Parece meio adormecida ou mesmo fingindo-se desinteressada, porém eu sei que me está observando, atenta a todos os meus movimentos.
Mas eu não a olho directamente. Também não quero dar parte de fraco e por isso miro-a de viés ou, pretendendo que me pense igualmente desin-teressado, fixo o quadro pendurado por sobre a mesa mantendo-a porém dentro do meu campo visual.

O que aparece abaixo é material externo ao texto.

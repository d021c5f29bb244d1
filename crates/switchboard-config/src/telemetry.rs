use serde::Deserialize;

/// Logging configuration
#[derive(Debug, Clone, Default, Deserialize)]
#[serde(deny_unknown_fields)]
pub struct TelemetryConfig {
    /// `EnvFilter` directive, e.g. `info,switchboard_llm=debug`
    #[serde(default)]
    pub filter: Option<String>,
    /// Output format
    #[serde(default)]
    pub format: LogFormat,
}

/// Log line format
#[derive(Debug, Clone, Copy, Default, PartialEq, Eq, Deserialize)]
#[serde(rename_all = "lowercase")]
pub enum LogFormat {
    /// Human-readable text
    #[default]
    Text,
    /// One JSON object per line
    Json,
}
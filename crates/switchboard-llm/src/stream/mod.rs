//! Reassembly of vendor event streams into canonical chunk sequences
//!
//! Each vendor protocol is first decoded into [`VendorEvent`]s by a
//! [`FrameDecoder`]. A [`StreamMachine`] turns those events into
//! [`ChatChunk`]s, and a producer task feeds them through a bounded channel
//! to the transport.

mod frames;
mod machine;
mod producer;

use std::pin::Pin;

use futures_util::Stream;

pub use frames::{ndjson_events, sse_events};
pub use machine::{StreamMachine, StreamState};
pub use producer::{empty, spawn_chunk_stream};

use crate::error::LlmError;
use crate::types::{ChatChunk, FinishReason, ToolCallDelta};

/// Canonical chunk sequence handed to the transport
///
/// Yields `Err` at most once, as its final item. Ends with `None` on clean
/// completion and on cancellation.
pub type ChunkStream = Pin<Box<dyn Stream<Item = Result<ChatChunk, LlmError>> + Send>>;

/// Normalised vendor events feeding a [`StreamMachine`]
pub type VendorEventStream = Pin<Box<dyn Stream<Item = Result<VendorEvent, LlmError>> + Send>>;

/// Vendor-neutral unit of streamed output
#[derive(Debug, Clone, PartialEq, Eq)]
pub enum VendorEvent {
    /// Response metadata became known
    Started {
        /// Vendor response id
        id: Option<String>,
        /// Model that serves the request
        model: Option<String>,
    },
    /// Text fragment for a choice
    Content {
        /// Choice index
        index: u32,
        /// Fragment, forwarded verbatim
        text: String,
    },
    /// Tool call fragment for a choice
    ToolCall {
        /// Choice index
        index: u32,
        /// Fragment
        call: ToolCallDelta,
    },
    /// Token counters; later values replace earlier ones
    Usage {
        /// Prompt tokens, if reported by this frame
        prompt_tokens: Option<u32>,
        /// Completion tokens, if reported by this frame
        completion_tokens: Option<u32>,
    },
    /// End of turn
    Finished {
        /// Choice index
        index: u32,
        /// Mapped finish reason
        reason: FinishReason,
    },
}

/// Converts one raw vendor frame into zero or more [`VendorEvent`]s
pub trait FrameDecoder: Send + 'static {
    /// Decode the payload of one frame (an SSE `data` field or an NDJSON line)
    fn decode(&mut self, data: &str) -> Result<Vec<VendorEvent>, LlmError>;
}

Nem o estrondo de uma porta fechada com força, ou o ladrar de um cão das redondezas lhe arranca qualquer movimento. É como se nada fosse!
Eu sei que ela está alerta, pronta e esperando que eu me movimente na sua direcção como sempre acontece.
Desta vez vou tentar outra aproximação; viro-lhe as costas devagar (talvez ela pense que me vou embora) e, convencido que ela já não me espera, dou meia volta com rapidez e vou para ela já pronto para começar.
Qual quê!? Nada sucede, nenhuma ideia me ocorre! Aquela folha de papel, branca, poisada sobre a secretária, completamente inerte, inibe-me! Sufoca-me!
Nada consigo escrever! Amanhã voltarei a tentar.